SYSTEM_CONSOLE v2.4.0

Human-in-the-loop

When AI should defer to a human, how escalation paths work, and how human corrections feed back into the system.

LAST_UPDATED: 2025-05

Full automation is not always the best approach. Certain decisions require human judgement, not because the model is incapable, but because the stakes, uncertainty, or regulatory requirements demand human accountability. Human-in-the-loop should be a deliberate operating model decision rather than a fallback for a failing system.

Key Takeaways

  • • Define escalation criteria explicitly: don't leave them to model judgement alone.
  • • Human review queues are operational infrastructure and must be designed for latency.
  • • Human corrections are training signals; capture them systematically.

Escalation and review flow

Confidence and risk signals route responses to human review before delivery.

Human-in-the-loop flow

When to escalate to a human

Escalation criteria must be defined as explicit rules, not left to model self-assessment. Define them jointly with the domain and compliance owners.

Escalate on confidence signals

  • Retrieval returned no relevant sources above threshold
  • Top sources conflict and no resolution strategy applies
  • The model's own refusal or uncertainty signal is triggered
  • Query matches an "always escalate" keyword or pattern list

Escalate on risk signals

  • Response would trigger a regulatory or legal action
  • Query relates to a defined high-stakes domain (medical, financial advice, HR decisions)
  • The action being assisted is irreversible
  • User is acting on behalf of another person

Escalation path design

An escalation path that adds hours of latency will be bypassed. Design the review queue for the response time the use case requires.

Escalation type Target latency Reviewer Fallback if SLA missed
Low confidence < 1 hour Domain SME Decline with explanation
High risk domain < 4 hours Compliance / Legal Decline with referral
Regulatory trigger Synchronous Compliance officer Block until reviewed
Agentic action gate Synchronous Authorised approver Abort action

Graceful degradation

When escalation occurs, the user should not receive a blank failure. Define a graceful degradation response for each escalation type.

  • Acknowledge the query and explain why a human will respond.
  • Provide a realistic SLA for the human response.
  • Where possible, point to an existing resource the user can consult in the meantime.
  • Never fabricate an answer to avoid an escalation.
Best practice
"I cannot answer this with sufficient confidence. A specialist will follow up within 4 hours." is a valid, trustworthy response. It is better than a hallucinated answer that appears confident.
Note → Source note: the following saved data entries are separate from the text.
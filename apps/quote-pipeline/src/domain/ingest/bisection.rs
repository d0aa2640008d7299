//! Bisection bookkeeping for partially failed batches.
//!
//! A failed segment's successful prefix is kept, and the remainder (whose head
//! failed) is halved and both halves are queued in order. A remainder of one
//! record is a poison pill and is skipped. Every split spends one round from a
//! fixed budget; once the budget is spent, the remainder is dropped and reported.

use std::collections::VecDeque;

/// Half-open range of record offsets within the originating batch.
#[derive(Debug, Clone, Copy, PartialEq, Eq)]
pub struct Segment {
    /// First offset.
    pub start: usize,
    /// One past the last offset.
    pub end: usize,
}

impl Segment {
    /// Create a segment.
    #[must_use]
    pub const fn new(start: usize, end: usize) -> Self {
        Self { start, end }
    }

    /// Number of records.
    #[must_use]
    pub const fn len(&self) -> usize {
        self.end.saturating_sub(self.start)
    }

    /// Returns true if the segment covers no records.
    #[must_use]
    pub const fn is_empty(&self) -> bool {
        self.len() == 0
    }
}

/// What to do with the remainder of a segment after a data failure.
#[derive(Debug, Clone, Copy, PartialEq, Eq)]
pub enum FailureAction {
    /// Single failing record: report it and move past it.
    SkipRecord {
        /// Offset of the poison pill.
        offset: usize,
    },
    /// Budget exhausted: report and drop the remainder.
    DropRemainder(Segment),
    /// Remainder split in two; both halves were queued.
    Split {
        /// First half (retried first).
        head: Segment,
        /// Second half.
        tail: Segment,
    },
}

/// Queue of segments still to be applied for one originating batch.
#[derive(Debug, Clone)]
pub struct BisectionState {
    pending: VecDeque<Segment>,
    rounds: u32,
    budget: u32,
}

impl BisectionState {
    /// Start with the whole batch of `len` records pending.
    #[must_use]
    pub fn new(len: usize, budget: u32) -> Self {
        let mut pending = VecDeque::new();
        if len > 0 {
            pending.push_back(Segment::new(0, len));
        }
        Self {
            pending,
            rounds: 0,
            budget,
        }
    }

    /// Next segment to apply, in original order.
    pub fn next_segment(&mut self) -> Option<Segment> {
        self.pending.pop_front()
    }

    /// Segments not yet attempted.
    #[must_use]
    pub fn remaining(&self) -> Vec<Segment> {
        self.pending.iter().copied().collect()
    }

    /// Bisection rounds spent so far.
    #[must_use]
    pub const fn rounds(&self) -> u32 {
        self.rounds
    }

    /// Record that `segment` failed validation at `failed_at` (relative to the segment).
    pub fn on_data_failure(&mut self, segment: Segment, failed_at: usize) -> FailureAction {
        let remainder = Segment::new((segment.start + failed_at).min(segment.end), segment.end);

        if remainder.len() <= 1 {
            return FailureAction::SkipRecord {
                offset: remainder.start,
            };
        }

        if self.rounds >= self.budget {
            return FailureAction::DropRemainder(remainder);
        }

        self.rounds += 1;
        let mid = remainder.start + remainder.len().div_ceil(2);
        let head = Segment::new(remainder.start, mid);
        let tail = Segment::new(mid, remainder.end);
        self.pending.push_front(tail);
        self.pending.push_front(head);
        FailureAction::Split { head, tail }
    }
}

/// Rounds needed to isolate one record in a batch of `len`: `ceil(log2(len))`.
#[must_use]
pub const fn rounds_to_isolate(len: usize) -> u32 {
    if len <= 1 {
        0
    } else {
        usize::BITS - (len - 1).leading_zeros()
    }
}

#[cfg(test)]
mod tests {
    use super::*;
    use test_case::test_case;

    /// Drive a batch where only `bad` fails, returning (applied, skipped, rounds).
    fn simulate(len: usize, bad: usize, budget: u32) -> (usize, Vec<usize>, u32) {
        let mut state = BisectionState::new(len, budget);
        let mut applied = 0;
        let mut skipped = Vec::new();
        while let Some(seg) = state.next_segment() {
            if (seg.start..seg.end).contains(&bad) {
                applied += bad - seg.start;
                match state.on_data_failure(seg, bad - seg.start) {
                    FailureAction::SkipRecord { offset } => skipped.push(offset),
                    FailureAction::DropRemainder(rest) => skipped.extend(rest.start..rest.end),
                    FailureAction::Split { .. } => {}
                }
            } else {
                applied += seg.len();
            }
        }
        (applied, skipped, state.rounds())
    }

    #[test_case(1, 0 ; "single")]
    #[test_case(2, 1 ; "two")]
    #[test_case(3, 2 ; "three")]
    #[test_case(100, 7 ; "hundred")]
    #[test_case(128, 7 ; "power of two")]
    #[test_case(129, 8 ; "just above power of two")]
    fn log2_bound(len: usize, expected: u32) {
        assert_eq!(rounds_to_isolate(len), expected);
    }

    #[test]
    fn hundred_records_failing_at_fifty() {
        let (applied, skipped, rounds) = simulate(100, 50, 8);
        assert_eq!(applied, 99);
        assert_eq!(skipped, vec![50]);
        assert!(rounds <= rounds_to_isolate(100));
    }

    #[test]
    fn every_position_converges_within_bound() {
        for len in 2..=64 {
            for bad in 0..len {
                let (applied, skipped, rounds) = simulate(len, bad, 8);
                assert_eq!(applied, len - 1, "len={len} bad={bad}");
                assert_eq!(skipped, vec![bad]);
                assert!(rounds <= rounds_to_isolate(len));
            }
        }
    }

    #[test]
    fn last_record_failing_needs_no_split() {
        let (applied, skipped, rounds) = simulate(10, 9, 8);
        assert_eq!(applied, 9);
        assert_eq!(skipped, vec![9]);
        assert_eq!(rounds, 0);
    }

    #[test]
    fn exhausted_budget_drops_remainder() {
        let mut state = BisectionState::new(100, 0);
        let seg = state.next_segment().unwrap();
        let action = state.on_data_failure(seg, 50);
        assert_eq!(action, FailureAction::DropRemainder(Segment::new(50, 100)));
        assert!(state.next_segment().is_none());
    }

    #[test]
    fn split_queues_halves_in_order() {
        let mut state = BisectionState::new(10, 4);
        let seg = state.next_segment().unwrap();
        let action = state.on_data_failure(seg, 3);
        assert_eq!(
            action,
            FailureAction::Split {
                head: Segment::new(3, 7),
                tail: Segment::new(7, 10)
            }
        );
        assert_eq!(state.remaining(), vec![Segment::new(3, 7), Segment::new(7, 10)]);
        assert_eq!(state.rounds(), 1);
    }

    #[test]
    fn empty_batch_has_nothing_pending() {
        let mut state = BisectionState::new(0, 8);
        assert!(state.next_segment().is_none());
    }
}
Human corrections as feedback signal

Human corrections provide evidence when the system produces a suboptimal result. Capture these corrections systematically, as they are the most valuable signals for improving retrieval quality, prompt design, and evaluation datasets.

Correction type
Wrong source cited, incorrect answer, unsafe response
Capture
Store original query, draft response, correction, and reviewer ID
Use
Add to evaluation dataset, trigger retrieval or prompt review

Failure modes

  • ! Escalation criteria are undefined, so the model decides when to escalate: inconsistently.
  • ! Review queue has no SLA, so high-risk queries wait indefinitely or are bypassed.
  • ! Graceful degradation is not implemented; users receive blank errors or hallucinated answers.
  • ! Human corrections are not captured, so the same failures repeat across conversations.
  • ! The escalation path is not tested, so it fails at the first real incident.

Checklist

  • Escalation criteria are explicit, documented, and agreed with domain and compliance owners.
  • Escalation paths have defined SLAs and fallback responses.
  • Graceful degradation responses exist for each escalation type.
  • Human corrections are captured in a structured store and reviewed regularly.
  • Escalation path is tested in staging before production deployment.